About this task:
All of the entries below are to be copied without any alteration.
START Data section
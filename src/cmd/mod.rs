//! CLI command implementations.
//!
//! | Module   | Commands handled   |
//! |----------|--------------------|
//! | `run`    | `Run`, `Serve`     |
//! | `config` | `Config`           |

pub mod config;
pub mod run;

pub use config::cmd_config;
pub use run::{cmd_run, cmd_serve};

/// Process environment lookup handed to settings and the HTTP client.
pub fn env_lookup(key: &str) -> Option<String> {
    std::env::var(key).ok()
}
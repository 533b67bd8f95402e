//! Text-generation collaborator.
//!
//! Phases hand a role-tagged message list to a [`TextGenerator`] and get one
//! string back. Real implementation: [`http::HttpGenerator`]. Test double:
//! [`scripted::ScriptedGenerator`].

pub mod http;
pub mod scripted;

use async_trait::async_trait;
use serde::{Deserialize, Serialize};

use crate::errors::LlmError;

pub use http::HttpGenerator;
pub use scripted::ScriptedGenerator;

#[derive(Debug, Clone, Copy, PartialEq, Eq, Serialize, Deserialize)]
#[serde(rename_all = "lowercase")]
pub enum Role {
    System,
    User,
    Assistant,
}

#[derive(Debug, Clone, PartialEq, Serialize, Deserialize)]
pub struct Message {
    pub role: Role,
    pub content: String,
}

impl Message {
    pub fn system(content: impl Into<String>) -> Self {
        Self {
            role: Role::System,
            content: content.into(),
        }
    }

    pub fn user(content: impl Into<String>) -> Self {
        Self {
            role: Role::User,
            content: content.into(),
        }
    }
}

/// Per-call overrides. `None` means the generator's configured default.
#[derive(Debug, Clone, Default, PartialEq)]
pub struct GenerateOptions {
    pub temperature: Option<f32>,
    pub model: Option<String>,
    pub max_tokens: Option<u32>,
}

impl GenerateOptions {
    pub fn with_temperature(temperature: f32) -> Self {
        Self {
            temperature: Some(temperature),
            ..Self::default()
        }
    }
}

/// Abstraction over the external text-generation service.
#[async_trait]
pub trait TextGenerator: Send + Sync {
    async fn generate(
        &self,
        messages: &[Message],
        options: &GenerateOptions,
    ) -> Result<String, LlmError>;
}

/// Embedding endpoint used by vector ranking.
#[async_trait]
pub trait Embedder: Send + Sync {
    async fn embed(&self, inputs: &[String]) -> Result<Vec<Vec<f32>>, LlmError>;
}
END Data section
The completed task:
filename src/cmd/mod.rs
//! CLI command implementations.
//!
//! | Module   | Commands handled   |
//! |----------|--------------------|
//! | `run`    | `Run`, `Serve`     |
//! | `config` | `Config`           |

pub mod config;
pub mod run;

pub use config::cmd_config;
pub use run::{cmd_run, cmd_serve};

/// Process environment lookup handed to settings and the HTTP client.
pub fn env_lookup(key: &str) -> Option<String> {
    std::env::var(key).ok()
}
repository 533b67bd8f95402e
//! Text-generation collaborator.
//!
//! Phases hand a role-tagged message list to a [`TextGenerator`] and get one
//! string back. Real implementation: [`http::HttpGenerator`]. Test double:
//! [`scripted::ScriptedGenerator`].

pub mod http;
pub mod scripted;

use async_trait::async_trait;
use serde::{Deserialize, Serialize};

use crate::errors::LlmError;

pub use http::HttpGenerator;
pub use scripted::ScriptedGenerator;

#[derive(Debug, Clone, Copy, PartialEq, Eq, Serialize, Deserialize)]
#[serde(rename_all = "lowercase")]
pub enum Role {
    System,
    User,
    Assistant,
}

#[derive(Debug, Clone, PartialEq, Serialize, Deserialize)]
pub struct Message {
    pub role: Role,
    pub content: String,
}

impl Message {
    pub fn system(content: impl Into<String>) -> Self {
        Self {
            role: Role::System,
            content: content.into(),
        }
    }

    pub fn user(content: impl Into<String>) -> Self {
        Self {
            role: Role::User,
            content: content.into(),
        }
    }
}

/// Per-call overrides. `None` means the generator's configured default.
#[derive(Debug, Clone, Default, PartialEq)]
pub struct GenerateOptions {
    pub temperature: Option<f32>,
    pub model: Option<String>,
    pub max_tokens: Option<u32>,
}

impl GenerateOptions {
    pub fn with_temperature(temperature: f32) -> Self {
        Self {
            temperature: Some(temperature),
            ..Self::default()
        }
    }
}

/// Abstraction over the external text-generation service.
#[async_trait]
pub trait TextGenerator: Send + Sync {
    async fn generate(
        &self,
        messages: &[Message],
        options: &GenerateOptions,
    ) -> Result<String, LlmError>;
}

/// Embedding endpoint used by vector ranking.
#[async_trait]
pub trait Embedder: Send + Sync {
    async fn embed(&self, inputs: &[String]) -> Result<Vec<Vec<f32>>, LlmError>;
}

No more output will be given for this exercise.